Staatenlose haben keine Staatsangehörigkeit und befinden sich in einem rechtlichen Schwebezustand. Im Jahr 2024 wurden 149 Fälle dieser Art registriert, und zwar in einem komplexen Verfahren, das nur denjenigen zugänglich ist, die ihre ursprüngliche Staatsangehörigkeit verloren haben, aus ausgestorbenen Ländern stammen oder nie die Staatsangehörigkeit eines anderen Landes besessen haben.
"Diese Fälle sind sehr selten und haben keine Auswirkungen auf die Gesamtheit der Ausländer.
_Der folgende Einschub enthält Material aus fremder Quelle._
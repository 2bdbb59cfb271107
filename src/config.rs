use std::path::{Path, PathBuf};

use crate::error::ConfigError;
use crate::game::{GameMode, Player};

/// Top-level application configuration, loadable from TOML.
#[derive(Debug, Clone, Default, serde::Serialize, serde::Deserialize)]
#[serde(default)]
pub struct AppConfig {
    pub game: GameConfig,
    pub bot: BotConfig,
    pub ui: UiConfig,
}

#[derive(Debug, Clone, serde::Serialize, serde::Deserialize)]
#[serde(default)]
pub struct GameConfig {
    pub mode: GameMode,
    /// Color the bot plays in single-player games; the human takes the other.
    pub bot_player: Player,
}

impl Default for GameConfig {
    fn default() -> Self {
        GameConfig {
            mode: GameMode::SinglePlayerVsBot,
            bot_player: Player::B,
        }
    }
}

#[derive(Debug, Clone, Default, serde::Serialize, serde::Deserialize)]
#[serde(default)]
pub struct BotConfig {
    /// Seed for the random fallback tier. Unset means OS entropy.
    #[serde(skip_serializing_if = "Option::is_none")]
    pub seed: Option<u64>,
}

#[derive(Debug, Clone, serde::Serialize, serde::Deserialize)]
#[serde(default)]
pub struct UiConfig {
    /// Pause before the bot's token starts falling.
    pub bot_delay_ms: u64,
    /// Time a falling token spends on each row.
    pub drop_frame_ms: u64,
    pub log_file: PathBuf,
}

impl Default for UiConfig {
    fn default() -> Self {
        UiConfig {
            bot_delay_ms: 600,
            drop_frame_ms: 40,
            log_file: PathBuf::from("connect_four.log"),
        }
    }
}

const MAX_BOT_DELAY_MS: u64 = 10_000;

impl AppConfig {
    /// Load configuration from a TOML file.
    pub fn load(path: &Path) -> Result<Self, ConfigError> {
        let content = std::fs::read_to_string(path).map_err(|e| ConfigError::FileRead {
            path: path.to_path_buf(),
            source: e,
        })?;
        let config: AppConfig = toml::from_str(&content)?;
        config.validate()?;
        Ok(config)
    }

    /// Load configuration from a TOML file, falling back to defaults if the file
    /// does not exist.
    pub fn load_or_default(path: &Path) -> Result<Self, ConfigError> {
        if path.exists() {
            Self::load(path)
        } else {
            Ok(Self::default())
        }
    }

    /// Validate configuration values.
    pub fn validate(&self) -> Result<(), ConfigError> {
        if self.ui.drop_frame_ms == 0 {
            return Err(ConfigError::Validation(
                "ui.drop_frame_ms must be > 0".into(),
            ));
        }
        if self.ui.bot_delay_ms > MAX_BOT_DELAY_MS {
            return Err(ConfigError::Validation(format!(
                "ui.bot_delay_ms must be <= {MAX_BOT_DELAY_MS}"
            )));
        }
        if self.ui.log_file.as_os_str().is_empty() {
            return Err(ConfigError::Validation(
                "ui.log_file must not be empty".into(),
            ));
        }
        Ok(())
    }

    /// Generate a TOML string with all default values (useful for creating
    /// example config files).
    pub fn default_toml() -> String {
        toml::to_string_pretty(&AppConfig::default()).expect("default config serializes")
    }
}

#[cfg(test)]
mod tests {
    use super::*;
    use std::io::Write;

    #[test]
    fn test_default_config_is_valid() {
        let config = AppConfig::default();
        config.validate().expect("default config should be valid");
        assert_eq!(config.game.mode, GameMode::SinglePlayerVsBot);
        assert_eq!(config.game.bot_player, Player::B);
        assert_eq!(config.bot.seed, None);
    }

    #[test]
    fn test_partial_toml_uses_defaults() {
        let toml_str = r#"
[game]
mode = "two-player"

[bot]
seed = 42
"#;
        let config: AppConfig = toml::from_str(toml_str).unwrap();
        assert_eq!(config.game.mode, GameMode::TwoPlayer);
        assert_eq!(config.game.bot_player, Player::B);
        assert_eq!(config.bot.seed, Some(42));
        assert_eq!(config.ui.drop_frame_ms, 40);
    }

    #[test]
    fn test_empty_toml_uses_all_defaults() {
        let config: AppConfig = toml::from_str("").unwrap();
        let default = AppConfig::default();
        assert_eq!(config.game.mode, default.game.mode);
        assert_eq!(config.ui.bot_delay_ms, default.ui.bot_delay_ms);
    }

    #[test]
    fn test_bot_player_parses_lowercase() {
        let config: AppConfig = toml::from_str("[game]\nbot_player = \"a\"\n").unwrap();
        assert_eq!(config.game.bot_player, Player::A);
    }

    #[test]
    fn test_unknown_mode_is_rejected() {
        let result: Result<AppConfig, _> = toml::from_str("[game]\nmode = \"online\"\n");
        assert!(result.is_err());
    }

    #[test]
    fn test_validation_rejects_zero_frame() {
        let mut config = AppConfig::default();
        config.ui.drop_frame_ms = 0;
        assert!(config.validate().is_err());
    }

    #[test]
    fn test_validation_rejects_long_bot_delay() {
        let mut config = AppConfig::default();
        config.ui.bot_delay_ms = MAX_BOT_DELAY_MS + 1;
        assert!(config.validate().is_err());
    }

    #[test]
    fn test_validation_rejects_empty_log_file() {
        let mut config = AppConfig::default();
        config.ui.log_file = PathBuf::new();
        assert!(config.validate().is_err());
    }

    #[test]
    fn test_load_or_default_missing_file() {
        let config = AppConfig::load_or_default(Path::new("nonexistent_config.toml")).unwrap();
        assert_eq!(config.ui.bot_delay_ms, 600);
    }

    #[test]
    fn test_load_from_file() {
        let dir = tempfile::tempdir().unwrap();
        let path = dir.path().join("test_config.toml");
        let mut f = std::fs::File::create(&path).unwrap();
        writeln!(
            f,
            r#"
[ui]
bot_delay_ms = 250
"#
        )
        .unwrap();

        let config = AppConfig::load(&path).unwrap();
        assert_eq!(config.ui.bot_delay_ms, 250);
        // Others are defaults
        assert_eq!(config.ui.drop_frame_ms, 40);
        assert_eq!(config.game.mode, GameMode::SinglePlayerVsBot);
    }

    #[test]
    fn test_load_rejects_invalid_file() {
        let dir = tempfile::tempdir().unwrap();
        let path = dir.path().join("bad.toml");
        std::fs::write(&path, "[ui]\ndrop_frame_ms = 0\n").unwrap();
        assert!(matches!(
            AppConfig::load(&path),
            Err(ConfigError::Validation(_))
        ));
    }

    #[test]
    fn test_default_toml_roundtrips() {
        let toml_str = AppConfig::default_toml();
        let config: AppConfig = toml::from_str(&toml_str).unwrap();
        config.validate().expect("roundtripped config should be valid");
    }
}
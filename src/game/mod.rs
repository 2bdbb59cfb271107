//! Core Connect Four game logic: board and gravity, players, line detection
//! and the turn controller that owns a game session.

mod board;
mod line;
mod player;
mod session;

pub use board::{Board, Cell, Placement, COLS, ROWS};
pub use line::{detect_line, Axis, Line, WIN_LENGTH};
pub use player::Player;
pub use session::{BotReply, DropReport, GameMode, GameOutcome, Session, Snapshot};
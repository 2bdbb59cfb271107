use std::path::PathBuf;

/// Reasons a drop request is turned down. None of these end the session.
#[derive(Debug, Clone, PartialEq, Eq, thiserror::Error)]
pub enum MoveError {
    #[error("column {0} is not on the board (expected 0-6)")]
    InvalidColumn(usize),

    #[error("column {0} is full")]
    ColumnFull(usize),

    #[error("the game is already over")]
    GameAlreadyOver,

    #[error("a move is still in flight")]
    MoveInFlight,
}

/// Checked board access outside the 6x7 grid.
#[derive(Debug, Clone, PartialEq, Eq, thiserror::Error)]
pub enum BoardError {
    #[error("cell ({row}, {col}) is outside the board")]
    OutOfRange { row: usize, col: usize },
}

/// Errors that can occur when loading configuration.
#[derive(Debug, thiserror::Error)]
pub enum ConfigError {
    #[error("failed to read config file {path}: {source}")]
    FileRead {
        path: PathBuf,
        source: std::io::Error,
    },

    #[error("failed to parse TOML: {0}")]
    TomlParse(#[from] toml::de::Error),

    #[error("config validation error: {0}")]
    Validation(String),
}

#[cfg(test)]
mod tests {
    use super::*;

    #[test]
    fn test_move_error_display() {
        assert_eq!(
            MoveError::InvalidColumn(9).to_string(),
            "column 9 is not on the board (expected 0-6)"
        );
        assert_eq!(MoveError::ColumnFull(2).to_string(), "column 2 is full");
        assert_eq!(
            MoveError::GameAlreadyOver.to_string(),
            "the game is already over"
        );
    }

    #[test]
    fn test_board_error_display() {
        let err = BoardError::OutOfRange { row: 6, col: 1 };
        assert_eq!(err.to_string(), "cell (6, 1) is outside the board");
    }

    #[test]
    fn test_config_error_display() {
        let err = ConfigError::Validation("ui.drop_frame_ms must be > 0".to_string());
        assert_eq!(
            err.to_string(),
            "config validation error: ui.drop_frame_ms must be > 0"
        );
    }
}
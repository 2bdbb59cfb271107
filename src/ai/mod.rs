mod agent;
mod greedy;

pub use agent::Agent;
pub use greedy::{BotDecision, GreedyAgent, Tier, PREFERENCE};
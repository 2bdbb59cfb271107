//! Four-in-a-row detection around a freshly placed token.

use super::board::{Board, Cell, COLS, ROWS};

pub const WIN_LENGTH: usize = 4;

/// The four directions a line can run in, in the order they are checked.
#[derive(Debug, Clone, Copy, PartialEq, Eq, Hash)]
pub enum Axis {
    Horizontal,
    Vertical,
    /// Top-left to bottom-right, `\`
    DiagonalDown,
    /// Bottom-left to top-right, `/`
    DiagonalUp,
}

impl Axis {
    pub const ALL: [Axis; 4] = [
        Axis::Horizontal,
        Axis::Vertical,
        Axis::DiagonalDown,
        Axis::DiagonalUp,
    ];

    /// (row delta, col delta) pointing at the end a line is reported from:
    /// the left end, or the bottom end for vertical lines.
    fn toward_start(self) -> (isize, isize) {
        match self {
            Axis::Horizontal => (0, -1),
            Axis::Vertical => (1, 0),
            Axis::DiagonalDown => (-1, -1),
            Axis::DiagonalUp => (1, -1),
        }
    }
}

/// A winning run of same-colored cells, ordered left to right (bottom to top
/// for vertical runs).
#[derive(Debug, Clone, PartialEq, Eq, Hash)]
pub struct Line {
    axis: Axis,
    cells: Vec<(usize, usize)>,
}

impl Line {
    pub fn axis(&self) -> Axis {
        self.axis
    }

    /// (row, col) pairs
    pub fn cells(&self) -> &[(usize, usize)] {
        &self.cells
    }

    pub fn len(&self) -> usize {
        self.cells.len()
    }

    pub fn is_empty(&self) -> bool {
        self.cells.is_empty()
    }

    pub fn contains(&self, row: usize, col: usize) -> bool {
        self.cells.contains(&(row, col))
    }
}

/// Check whether the token at (row, col) completes a line. Axes are tried in
/// [`Axis::ALL`] order and the first one of length >= 4 wins. An empty cell
/// never forms a line.
pub fn detect_line(board: &Board, row: usize, col: usize) -> Option<Line> {
    let cell = board.get(row, col);
    if cell == Cell::Empty {
        return None;
    }

    Axis::ALL.into_iter().find_map(|axis| {
        let cells = run_through(board, row, col, cell, axis);
        (cells.len() >= WIN_LENGTH).then_some(Line { axis, cells })
    })
}

/// All contiguous `cell`-valued coordinates through (row, col) along `axis`.
fn run_through(
    board: &Board,
    row: usize,
    col: usize,
    cell: Cell,
    axis: Axis,
) -> Vec<(usize, usize)> {
    let (dr, dc) = axis.toward_start();

    let mut cells = walk(board, row, col, cell, (dr, dc));
    cells.reverse();
    cells.push((row, col));
    cells.extend(walk(board, row, col, cell, (-dr, -dc)));
    cells
}

/// Step away from (row, col) while the cells keep matching, excluding the
/// origin.
fn walk(
    board: &Board,
    row: usize,
    col: usize,
    cell: Cell,
    (dr, dc): (isize, isize),
) -> Vec<(usize, usize)> {
    let mut cells = Vec::new();
    let mut r = row as isize + dr;
    let mut c = col as isize + dc;

    while (0..ROWS as isize).contains(&r)
        && (0..COLS as isize).contains(&c)
        && board.get(r as usize, c as usize) == cell
    {
        cells.push((r as usize, c as usize));
        r += dr;
        c += dc;
    }
    cells
}
//! Deterministic profile → port allocation.
//!
//! The shortcut-patching collaborator writes `--remote-debugging-port=<p>`
//! into the launch shortcut using exactly this rule, so both sides agree on
//! the port of a profile without any runtime handshake.

use std::sync::LazyLock;

use regex_lite::Regex;

/// Reserved for instances launched without a dedicated profile.
pub const BASE_PORT: u16 = 9000;

/// Port used when no profile identity is available.
pub const DEFAULT_PORT: u16 = BASE_PORT;

/// Number of ports profiles are spread over (9001..=9050).
pub const PORT_RANGE: u16 = 50;

static USER_DATA_DIR: LazyLock<Regex> = LazyLock::new(|| Regex::new(r#"--user-data-dir=["']?([^"'\s]+)["']?"#).expect("valid regex"));

/// Maps a profile identity (usually a user-data-dir path) to a stable port.
///
/// MD5 of the UTF-8 bytes; the first two digest bytes read as a
/// little-endian `u16`, reduced into `BASE_PORT + 1 ..= BASE_PORT + PORT_RANGE`.
pub fn allocate_port(identity: &str) -> u16 {
	let digest = md5::compute(identity.as_bytes());
	let v = u16::from_le_bytes([digest.0[0], digest.0[1]]);
	BASE_PORT + 1 + (v % PORT_RANGE)
}

/// Port for an optional profile: [`DEFAULT_PORT`] without one.
pub fn port_for_profile(profile: Option<&str>) -> u16 {
	match profile {
		Some(identity) if !identity.is_empty() => allocate_port(identity),
		_ => DEFAULT_PORT,
	}
}

/// Extracts the `--user-data-dir=` value from a launch command line.
pub fn user_data_dir(command_line: &str) -> Option<String> {
	USER_DATA_DIR.captures(command_line).and_then(|caps| caps.get(1)).map(|m| m.as_str().to_string())
}
use clap::Parser;
use pilot_cli::cli::Cli;
use pilot_cli::error::PilotError;
use pilot_cli::output::{self, CommandResult, OutputFormat};
use pilot_cli::{commands, logging};

#[tokio::main]
async fn main() {
	let cli = Cli::parse();
	logging::init_logging(cli.verbose);

	let format = cli.format;
	let command = cli.command.name();

	if let Err(err) = commands::dispatch(cli).await {
		handle_error(&err, command, format);
		std::process::exit(1);
	}
}

fn handle_error(err: &PilotError, command: &'static str, format: OutputFormat) {
	let cmd_error = err.to_command_error();

	// Always print to stderr for humans
	output::print_error_stderr(&cmd_error);

	if format == OutputFormat::Json {
		output::print_result(&CommandResult::failure(command, cmd_error), format);
	}
}
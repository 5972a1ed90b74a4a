use std::time::Duration;

use pilot_runtime::{Counters, StartSummary};
use serde::Serialize;
use tokio::time::MissedTickBehavior;
use tracing::{info, warn};

use super::Context;
use crate::cli::RunArgs;
use crate::error::{PilotError, Result};
use crate::output::{CommandResult, print_result};

/// One line of `run` output.
#[derive(Debug, Serialize)]
#[serde(rename_all = "camelCase")]
struct PassReport {
	pass: u64,
	#[serde(flatten)]
	summary: StartSummary,
	connections: usize,
	counters: Counters,
}

pub async fn execute(ctx: &Context, args: &RunArgs) -> Result<()> {
	let injector = ctx.config.injector()?;
	let interval = args.interval_ms.map(Duration::from_millis).unwrap_or_else(|| ctx.config.poll_interval());
	if interval.is_zero() {
		return Err(PilotError::InvalidConfig("--interval-ms must be positive".into()));
	}

	let manager = ctx.manager(injector).await?;
	let Some(resolved) = manager.port() else {
		return Err(PilotError::NoPort);
	};
	info!(target: "pilot.run", port = resolved.port, source = %resolved.source, interval_ms = interval.as_millis() as u64, "supervising targets");

	let start_config = ctx.config.start_config();
	let mut ticker = tokio::time::interval(interval);
	ticker.set_missed_tick_behavior(MissedTickBehavior::Delay);
	let shutdown = shutdown_signal()?;
	tokio::pin!(shutdown);
	let mut pass = 0u64;

	loop {
		tokio::select! {
			_ = ticker.tick() => {
				pass += 1;
				let summary = manager.start(&start_config).await;
				let counters = manager.stats().await;
				let report = PassReport {
					pass,
					summary,
					connections: manager.connection_count(),
					counters,
				};
				print_result(&CommandResult::success("run", report), ctx.format);
				if args.once {
					return Ok(());
				}
			}
			signal = &mut shutdown => {
				info!(target: "pilot.run", signal, "stopping payload in all targets");
				manager.stop().await;
				return Ok(());
			}
		}
	}
}

/// Resolves with the name of the first shutdown signal received.
#[cfg(unix)]
fn shutdown_signal() -> anyhow::Result<impl Future<Output = &'static str>> {
	use anyhow::Context as _;
	use tokio::signal::unix::{SignalKind, signal};

	let mut terminate = signal(SignalKind::terminate()).context("failed to install SIGTERM handler")?;
	Ok(async move {
		tokio::select! {
			result = tokio::signal::ctrl_c() => interrupted(result),
			_ = terminate.recv() => "SIGTERM",
		}
	})
}

#[cfg(not(unix))]
fn shutdown_signal() -> anyhow::Result<impl Future<Output = &'static str>> {
	Ok(async { interrupted(tokio::signal::ctrl_c().await) })
}

fn interrupted(result: std::io::Result<()>) -> &'static str {
	if let Err(e) = result {
		warn!(target: "pilot.run", error = %e, "failed to listen for Ctrl-C");
	}
	"Ctrl-C"
}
Portugal ist aufgrund der internationalen Konventionen, denen es beigetreten ist, zum Handeln verpflichtet", sagte António Rodrigues gegenüber Lusa und betonte, dass das Ziel dieses Gesetzentwurfs "sehr einfach und frei von Ideologie" sei und nur darauf abziele, "die Verletzlichkeit der Menschen zu regeln".
Die vorgeschlagene Regelung sieht vor, dass die Agentur für Integration, Migration und Asyl(AIMA) für die Beurteilung der Fälle, die Festlegung der Bedingungen für die Anerkennung der Staatenlosigkeit und die Überwachung der Verfahren und Rechte der Antragsteller zuständig ist.
"Die Verabschiedung dieser Regelung, die die Verfahren zur Anerkennung der Staatenlosigkeit regelt, ist wichtig und unerlässlich, damit Staatenlose, die sich auf nationalem Territorium aufhalten, die Möglichkeit haben, eine befristete Aufenthaltsgenehmigung zu erhalten und mit dieser Genehmigung und nach einer bestimmten Dauer des legalen Aufenthalts (die wir in den Änderungen des Staatsangehörigkeitsgesetzes auf vier Jahre festgelegt haben) die portugiesische Staatsangehörigkeit zu erwerben", so die sozialdemokratischen Abgeordneten, die das Dokument unterzeichnet haben.
Die sozialdemokratischen Abgeordneten Pedro Delgado Alves, Eurico Brilhante Dias, Isabel Moreira und João Torres legen ebenfalls einen Gesetzentwurf zu diesem Thema vor und legen fest, dass jeder Antragsteller ab dem Zeitpunkt der Antragstellung bis zum Abschluss des Verfahrens Anspruch auf eine vorläufige Aufenthaltsgenehmigung hat, die sechs Monate gültig ist".
Im Gegensatz zur PSD, die den Begriff "vorläufige Aufenthaltserlaubnis" verwendet, schlagen die Sozialdemokraten vor, nach der Erteilung des Status eine spezielle Aufenthaltserlaubnis für Staatenlose zu schaffen, die "für zwei Jahre gültig ist und nacheinander um die gleiche Dauer verlängert werden kann".
Livre zog es vor, den seit 2023 geltenden und auf ihre Initiative hin angenommenen Status der Staatenlosigkeit zu ändern, der ebenfalls einen vierjährigen Aufenthalt für den Zugang zur portugiesischen Staatsbürgerschaft vorsieht und Antragstellern eine "vorläufige Aufenthaltserlaubnis" für sechs Monate gewährt.